■ **Extracted information**:
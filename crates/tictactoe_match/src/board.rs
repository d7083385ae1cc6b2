//! The 3x3 board: cell occupancy and terminal-position detection.

use derive_more::Display;
use serde::{Deserialize, Serialize};
use tracing::instrument;

/// Number of cells on the board.
pub const CELL_COUNT: usize = 9;

/// The eight winning lines, checked rows first, then diagonals, then columns.
pub const LINES: [[usize; 3]; 8] = [
    // Rows
    [0, 1, 2],
    [3, 4, 5],
    [6, 7, 8],
    // Diagonals
    [0, 4, 8],
    [2, 4, 6],
    // Columns
    [0, 3, 6],
    [1, 4, 7],
    [2, 5, 8],
];

/// The symbol a player places on the board.
#[derive(Debug, Clone, Copy, PartialEq, Eq, Hash, Display, Serialize, Deserialize)]
pub enum Mark {
    /// Cross, always held by seat A.
    X,
    /// Nought, always held by seat B.
    O,
}

impl Mark {
    /// Returns the other mark.
    pub fn opponent(self) -> Self {
        match self {
            Mark::X => Mark::O,
            Mark::O => Mark::X,
        }
    }
}

/// A single board cell.
#[derive(Debug, Clone, Copy, PartialEq, Eq, Hash, Default, Serialize, Deserialize)]
pub enum Cell {
    /// Nobody has played here yet.
    #[default]
    Empty,
    /// Occupied by a mark.
    Occupied(Mark),
}

impl Cell {
    /// Returns the occupying mark, if any.
    pub fn mark(self) -> Option<Mark> {
        match self {
            Cell::Empty => None,
            Cell::Occupied(mark) => Some(mark),
        }
    }
}

/// Reasons a placement can be refused by the board.
#[derive(Debug, Clone, Copy, PartialEq, Eq, Display)]
pub enum PlaceError {
    /// The cell already holds a mark.
    #[display("Cell {} is already occupied", _0)]
    CellOccupied(usize),
    /// The index is outside 0-8.
    #[display("Cell index {} is out of range (must be 0-8)", _0)]
    IndexOutOfRange(usize),
}

impl std::error::Error for PlaceError {}

/// Row-major 3x3 board with a running count of free cells.
#[derive(Debug, Clone, Copy, PartialEq, Eq, Hash, Serialize, Deserialize)]
pub struct Board {
    cells: [Cell; CELL_COUNT],
    free: usize,
}

impl Board {
    /// Creates an empty board.
    pub fn new() -> Self {
        Self {
            cells: [Cell::Empty; CELL_COUNT],
            free: CELL_COUNT,
        }
    }

    /// Places `mark` at `index`.
    ///
    /// # Errors
    ///
    /// Fails without touching the board if the index is out of range or the
    /// cell is already occupied.
    #[instrument(level = "trace", skip(self))]
    pub fn place(&mut self, index: usize, mark: Mark) -> Result<(), PlaceError> {
        match self.cells.get(index) {
            None => Err(PlaceError::IndexOutOfRange(index)),
            Some(Cell::Occupied(_)) => Err(PlaceError::CellOccupied(index)),
            Some(Cell::Empty) => {
                self.cells[index] = Cell::Occupied(mark);
                self.free -= 1;
                Ok(())
            }
        }
    }

    /// Empties an occupied cell again. Only the search engine undoes moves.
    pub(crate) fn vacate(&mut self, index: usize) {
        if self.cells[index] != Cell::Empty {
            self.cells[index] = Cell::Empty;
            self.free += 1;
        }
    }

    /// Resets every cell to empty.
    #[instrument(level = "debug", skip(self))]
    pub fn clear(&mut self) {
        *self = Self::new();
    }

    /// Returns the cell at `index`, or `None` when out of range.
    pub fn get(&self, index: usize) -> Option<Cell> {
        self.cells.get(index).copied()
    }

    /// Returns all cells in row-major order.
    pub fn cells(&self) -> &[Cell; CELL_COUNT] {
        &self.cells
    }

    /// Number of empty cells.
    pub fn free_cells(&self) -> usize {
        self.free
    }

    /// Number of occupied cells.
    pub fn filled_cells(&self) -> usize {
        CELL_COUNT - self.free
    }

    /// Returns the mark owning a complete line, if any.
    ///
    /// Three empty cells compare equal to each other, so every line is
    /// required to start from an occupied cell before it can count.
    pub fn line_winner(&self) -> Option<Mark> {
        LINES.iter().find_map(|&[a, b, c]| {
            let mark = self.cells[a].mark()?;
            (self.cells[b] == Cell::Occupied(mark) && self.cells[c] == Cell::Occupied(mark))
                .then_some(mark)
        })
    }

    /// True once every cell is occupied.
    pub fn is_full(&self) -> bool {
        self.free == 0
    }

    /// True when the board is full or a line is complete.
    pub fn is_round_over(&self) -> bool {
        self.is_full() || self.line_winner().is_some()
    }

    /// Ascending indices of empty cells.
    pub fn available_indices(&self) -> Vec<usize> {
        self.cells
            .iter()
            .enumerate()
            .filter(|(_, cell)| **cell == Cell::Empty)
            .map(|(index, _)| index)
            .collect()
    }
}

impl Default for Board {
    fn default() -> Self {
        Self::new()
    }
}

impl std::fmt::Display for Board {
    /// Empty cells show their 1-based number so a human can pick them.
    fn fmt(&self, f: &mut std::fmt::Formatter<'_>) -> std::fmt::Result {
        for row in 0..3 {
            for col in 0..3 {
                let index = row * 3 + col;
                match self.cells[index] {
                    Cell::Empty => write!(f, "{}", index + 1)?,
                    Cell::Occupied(mark) => write!(f, "{}", mark)?,
                }
                if col < 2 {
                    write!(f, "|")?;
                }
            }
            if row < 2 {
                write!(f, "\n-+-+-\n")?;
            }
        }
        Ok(())
    }
}
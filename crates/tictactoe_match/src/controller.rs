//! Round and match state machine.
//!
//! The controller owns the board, both players and all round/match counters.
//! Adapters drive it with commands and watch it through a [`MatchObserver`].
//!
//! Engine moves are decided the moment an engine seat gets the turn, but
//! land on the board only when the caller hands the returned
//! [`ScheduledMove`] back through [`MatchController::apply_scheduled`]. The
//! gap is the "thinking" delay; placements are locked until then, and the
//! epoch stamped on the move makes it void once the board is cleared.

use crate::board::Board;
use crate::error::{ConfigurationError, MatchError, PlacementError};
use crate::events::{MatchEvent, MatchObserver, MatchResult, RoundOutcome};
use crate::minimax;
use crate::player::{Control, GameMode, Player, Seat};
use derive_new::new;
use serde::{Deserialize, Serialize};
use strum::IntoEnumIterator;
use tracing::{debug, info, instrument, warn};

/// Round counter value at which a match may end.
pub const DECIDING_ROUND: u32 = 3;

/// Where the match stands.
#[derive(Debug, Clone, PartialEq, Eq, Serialize, Deserialize)]
pub enum Phase {
    /// Waiting for the one-time mode selection.
    Configuring,
    /// Waiting for `seat` to place a mark.
    AwaitingMove(Seat),
    /// Round finished; waiting for the advance signal.
    RoundOver(RoundOutcome),
    /// Match decided; only a restart leaves this phase.
    MatchOver(MatchResult),
}

impl Phase {
    /// Short name for logs and error messages.
    pub fn name(&self) -> &'static str {
        match self {
            Phase::Configuring => "configuring",
            Phase::AwaitingMove(_) => "awaiting a move",
            Phase::RoundOver(_) => "the round is over",
            Phase::MatchOver(_) => "the match is over",
        }
    }
}

/// An engine move waiting out its delay.
#[derive(Debug, Clone, Copy, PartialEq, Eq, Hash, Serialize, Deserialize, new)]
pub struct ScheduledMove {
    /// Seat the engine plays for.
    pub seat: Seat,
    /// Cell the engine chose.
    pub index: usize,
    /// Minimax value of the move for `seat`.
    pub score: i32,
    /// Round epoch the move belongs to.
    pub epoch: u64,
}

/// State machine for a multi-round match.
#[derive(Debug)]
pub struct MatchController<O> {
    board: Board,
    player_a: Player,
    player_b: Player,
    mode: Option<GameMode>,
    phase: Phase,
    round: u32,
    starter: Seat,
    epoch: u64,
    pending: Option<ScheduledMove>,
    observer: O,
}

impl<O: MatchObserver> MatchController<O> {
    /// Creates a controller with the default player names.
    pub fn new(observer: O) -> Self {
        Self::with_names("PLAYER_A", "PLAYER_B", observer)
    }

    /// Creates a controller with custom player names.
    #[instrument(skip(name_a, name_b, observer), fields(a = %name_a.as_ref(), b = %name_b.as_ref()))]
    pub fn with_names(name_a: impl AsRef<str>, name_b: impl AsRef<str>, observer: O) -> Self {
        Self {
            board: Board::new(),
            player_a: Player::new(Seat::A, name_a),
            player_b: Player::new(Seat::B, name_b),
            mode: None,
            phase: Phase::Configuring,
            round: 1,
            starter: Seat::A,
            epoch: 0,
            pending: None,
            observer,
        }
    }

    // ─────────────────────────────────────────────────────────────
    //  Commands
    // ─────────────────────────────────────────────────────────────

    /// Picks the control source of each seat and starts round one.
    ///
    /// Returns the engine's opening move if seat A is engine-controlled.
    ///
    /// # Errors
    ///
    /// Rejects two engine seats and any second configuration attempt; in both
    /// cases nothing changes.
    #[instrument(skip(self))]
    pub fn configure_mode(
        &mut self,
        seat_a: Control,
        seat_b: Control,
    ) -> Result<Option<ScheduledMove>, MatchError> {
        if let Some(mode) = self.mode {
            warn!(mode = mode.name(), "Mode already configured");
            return Err(ConfigurationError::AlreadyConfigured(mode.name()).into());
        }

        let mode = GameMode::from_controls(seat_a, seat_b);
        if mode == GameMode::AiVsAi {
            warn!("Rejected engine-only configuration");
            return Err(ConfigurationError::BothSeatsAi.into());
        }

        info!(mode = mode.name(), "Game mode configured");
        self.mode = Some(mode);
        Ok(self.start_round())
    }

    /// Places the side to move's mark at `index` on behalf of a human.
    ///
    /// Returns the engine's reply when the turn passes to an engine seat.
    ///
    /// # Errors
    ///
    /// Refuses out-of-range or occupied cells, requests outside
    /// [`Phase::AwaitingMove`], engine turns and requests during the move
    /// lock. Refusals change nothing.
    #[instrument(skip(self))]
    pub fn request_placement(&mut self, index: usize) -> Result<Option<ScheduledMove>, MatchError> {
        let seat = self.awaiting_seat()?;
        if self.pending.is_some() {
            debug!(index, "Placement refused during engine move");
            return Err(PlacementError::MoveLocked.into());
        }
        if self.control(seat) == Control::Ai {
            debug!(index, %seat, "Placement refused on engine turn");
            return Err(PlacementError::EngineTurn(seat).into());
        }
        self.apply(seat, index)
    }

    /// Lands an engine move once its delay has passed.
    ///
    /// # Errors
    ///
    /// Returns [`PlacementError::StaleMove`] if the board was cleared since
    /// the move was scheduled, or if it is not the outstanding move.
    #[instrument(skip(self))]
    pub fn apply_scheduled(&mut self, scheduled: ScheduledMove) -> Result<Option<ScheduledMove>, MatchError> {
        if scheduled.epoch != self.epoch || self.pending != Some(scheduled) {
            debug!(current = self.epoch, "Discarding stale engine move");
            return Err(PlacementError::StaleMove {
                scheduled: scheduled.epoch,
                current: self.epoch,
            }
            .into());
        }
        self.pending = None;
        self.apply(scheduled.seat, scheduled.index)
    }

    /// Starts the next round after a finished one.
    ///
    /// The new round is opened by the seat that did not open the previous
    /// one. Ignored unless the phase is [`Phase::RoundOver`]. Returns the
    /// engine's opening move when the new starter is engine-controlled.
    #[instrument(skip(self))]
    pub fn request_advance_round(&mut self) -> Option<ScheduledMove> {
        if !matches!(self.phase, Phase::RoundOver(_)) {
            debug!(phase = self.phase.name(), "Advance ignored");
            return None;
        }

        self.reset_round();
        self.starter = self.starter.opponent();
        info!(round = self.round, starter = %self.starter, "Next round");
        self.start_round()
    }

    /// Resets the whole match, keeping the configured mode.
    ///
    /// Valid in every phase. Scores go back to zero, the round counter to
    /// one and seat A opens. Before configuration only the counters reset.
    #[instrument(skip(self))]
    pub fn request_restart(&mut self) -> Option<ScheduledMove> {
        self.reset_round();
        for seat in Seat::iter() {
            self.player_mut(seat).reset_score();
        }
        self.round = 1;
        self.starter = Seat::A;
        info!("Match restarted");
        self.observer.notify(MatchEvent::ScoresChanged {
            score_a: 0,
            score_b: 0,
        });

        if self.mode.is_none() {
            self.phase = Phase::Configuring;
            return None;
        }
        self.start_round()
    }

    // ─────────────────────────────────────────────────────────────
    //  Accessors
    // ─────────────────────────────────────────────────────────────

    /// The board.
    pub fn board(&self) -> &Board {
        &self.board
    }

    /// The player in `seat`.
    pub fn player(&self, seat: Seat) -> &Player {
        match seat {
            Seat::A => &self.player_a,
            Seat::B => &self.player_b,
        }
    }

    /// Scores of seat A and seat B.
    pub fn scores(&self) -> (u32, u32) {
        (*self.player_a.score(), *self.player_b.score())
    }

    /// Current phase.
    pub fn phase(&self) -> &Phase {
        &self.phase
    }

    /// The configured mode, once chosen.
    pub fn mode(&self) -> Option<GameMode> {
        self.mode
    }

    /// Round counter: the round being played, or after a round ends, the
    /// round that comes next.
    pub fn round_number(&self) -> u32 {
        self.round
    }

    /// Seat that opened the current round.
    pub fn starter(&self) -> Seat {
        self.starter
    }

    /// Seat expected to move, if any.
    pub fn side_to_move(&self) -> Option<Seat> {
        match self.phase {
            Phase::AwaitingMove(seat) => Some(seat),
            _ => None,
        }
    }

    /// True while an engine move is waiting to land.
    pub fn is_move_locked(&self) -> bool {
        self.pending.is_some()
    }

    /// Counter bumped whenever the board is cleared.
    pub fn epoch(&self) -> u64 {
        self.epoch
    }

    /// The observer receiving events.
    pub fn observer(&self) -> &O {
        &self.observer
    }

    /// Mutable access to the observer, e.g. to drain recorded events.
    pub fn observer_mut(&mut self) -> &mut O {
        &mut self.observer
    }

    // ─────────────────────────────────────────────────────────────
    //  Transitions
    // ─────────────────────────────────────────────────────────────

    fn player_mut(&mut self, seat: Seat) -> &mut Player {
        match seat {
            Seat::A => &mut self.player_a,
            Seat::B => &mut self.player_b,
        }
    }

    fn control(&self, seat: Seat) -> Control {
        self.mode.map_or(Control::Human, |mode| mode.control(seat))
    }

    fn awaiting_seat(&self) -> Result<Seat, PlacementError> {
        match self.phase {
            Phase::AwaitingMove(seat) => Ok(seat),
            ref phase => {
                debug!(phase = phase.name(), "Placement outside of a turn");
                Err(PlacementError::WrongPhase(phase.name()))
            }
        }
    }

    fn start_round(&mut self) -> Option<ScheduledMove> {
        self.observer.notify(MatchEvent::RoundStarted {
            round: self.round,
            starter: self.starter,
        });
        self.begin_turn(self.starter)
    }

    /// Gives `seat` the turn and asks the engine for a move if it plays there.
    fn begin_turn(&mut self, seat: Seat) -> Option<ScheduledMove> {
        self.phase = Phase::AwaitingMove(seat);
        self.observer.notify(MatchEvent::TurnChanged { seat });

        if self.control(seat) != Control::Ai {
            return None;
        }

        let best = minimax::best_move(&self.board, seat.mark(), seat.opponent().mark());
        let scheduled = ScheduledMove::new(seat, best.index, best.score, self.epoch);
        debug!(?scheduled, "Engine move scheduled");
        self.pending = Some(scheduled);
        self.observer.notify(MatchEvent::AiThinking { seat });
        Some(scheduled)
    }

    fn apply(&mut self, seat: Seat, index: usize) -> Result<Option<ScheduledMove>, MatchError> {
        let mark = seat.mark();
        self.board
            .place(index, mark)
            .inspect_err(|e| debug!(index, error = %e, "Placement refused by board"))?;
        debug!(index, %mark, "Mark placed");
        self.observer.notify(MatchEvent::CellChanged { index, mark });

        if self.board.is_round_over() {
            self.finish_round();
            return Ok(None);
        }
        Ok(self.begin_turn(seat.opponent()))
    }

    fn finish_round(&mut self) {
        let outcome = match self.board.line_winner() {
            Some(mark) => RoundOutcome::Won(mark),
            None => RoundOutcome::Tied,
        };
        let finished = self.round;
        self.round += 1;
        if let Some(mark) = outcome.winner() {
            self.player_mut(Seat::of_mark(mark)).increase_score();
        }
        let (score_a, score_b) = self.scores();
        let match_over = self.round >= DECIDING_ROUND && score_a != score_b;

        info!(round = finished, %outcome, match_over, "Round over");
        self.observer.notify(MatchEvent::RoundEnded {
            outcome,
            round: finished,
            match_over,
        });
        self.observer.notify(MatchEvent::ScoresChanged { score_a, score_b });

        if match_over {
            let winner = if score_a > score_b { Seat::A } else { Seat::B };
            let result = MatchResult {
                winner,
                name: self.player(winner).name().clone(),
                score_a,
                score_b,
            };
            info!(%result, "Match over");
            self.phase = Phase::MatchOver(result.clone());
            self.observer.notify(MatchEvent::MatchEnded { result });
        } else {
            self.phase = Phase::RoundOver(outcome);
        }
    }

    /// Clears the board and voids any engine move still in flight.
    fn reset_round(&mut self) {
        if let Some(stale) = self.pending.take() {
            debug!(?stale, "Dropping pending engine move");
        }
        self.epoch += 1;
        self.board.clear();
    }
}
//! Multi-round tic-tac-toe with an optimal computer opponent.
//!
//! # Architecture
//!
//! - **Board**: 3x3 cell occupancy, line and full-board detection
//! - **Minimax**: exhaustive search producing the optimal move for a seat
//! - **Controller**: turn order, round lifecycle, scores and match termination
//! - **Session**: tokio driver that delays engine moves and cancels stale ones
//!
//! The presentation layer stays outside the crate. It sends commands to the
//! controller and renders the [`MatchEvent`]s pushed to its [`MatchObserver`].
//!
//! # Example
//!
//! ```
//! use tictactoe_match::{Control, MatchController, MatchEvent, Phase, Seat};
//!
//! let mut game = MatchController::new(Vec::<MatchEvent>::new());
//! game.configure_mode(Control::Human, Control::Human).unwrap();
//!
//! for index in [0, 3, 1, 4, 2] {
//!     game.request_placement(index).unwrap();
//! }
//!
//! assert!(matches!(game.phase(), Phase::RoundOver(_)));
//! assert_eq!(game.scores(), (1, 0));
//! assert_eq!(game.round_number(), 2);
//! assert_eq!(game.player(Seat::A).name(), "PLAYER_A");
//! ```

#![warn(missing_docs)]
#![forbid(unsafe_code)]

// Private module declarations
mod board;
mod config;
mod controller;
mod error;
mod events;
mod minimax;
mod player;
mod session;

// Crate-level exports - Board
pub use board::{Board, CELL_COUNT, Cell, LINES, Mark, PlaceError};

// Crate-level exports - Players
pub use player::{Control, GameMode, Player, Seat};

// Crate-level exports - Decision engine
pub use minimax::{BestMove, LOSS, TIE, WIN, best_move};

// Crate-level exports - Match controller
pub use controller::{DECIDING_ROUND, MatchController, Phase, ScheduledMove};
pub use events::{MatchEvent, MatchObserver, MatchResult, NullObserver, RoundOutcome};

// Crate-level exports - Errors
pub use error::{ConfigurationError, MatchError, PlacementError};

// Crate-level exports - Configuration and async driver
pub use config::{ConfigError, MatchConfig};
pub use session::MatchSession;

■ **Action item**:
Some of the data mentions "notify". Copy every line where it does.

■ **Answer**:
        self.observer.notify(MatchEvent::ScoresChanged {
        self.observer.notify(MatchEvent::RoundStarted {
        self.observer.notify(MatchEvent::TurnChanged { seat });
        self.observer.notify(MatchEvent::AiThinking { seat });
        self.observer.notify(MatchEvent::CellChanged { index, mark });
        self.observer.notify(MatchEvent::RoundEnded {
        self.observer.notify(MatchEvent::ScoresChanged { score_a, score_b });
            self.observer.notify(MatchEvent::MatchEnded { result });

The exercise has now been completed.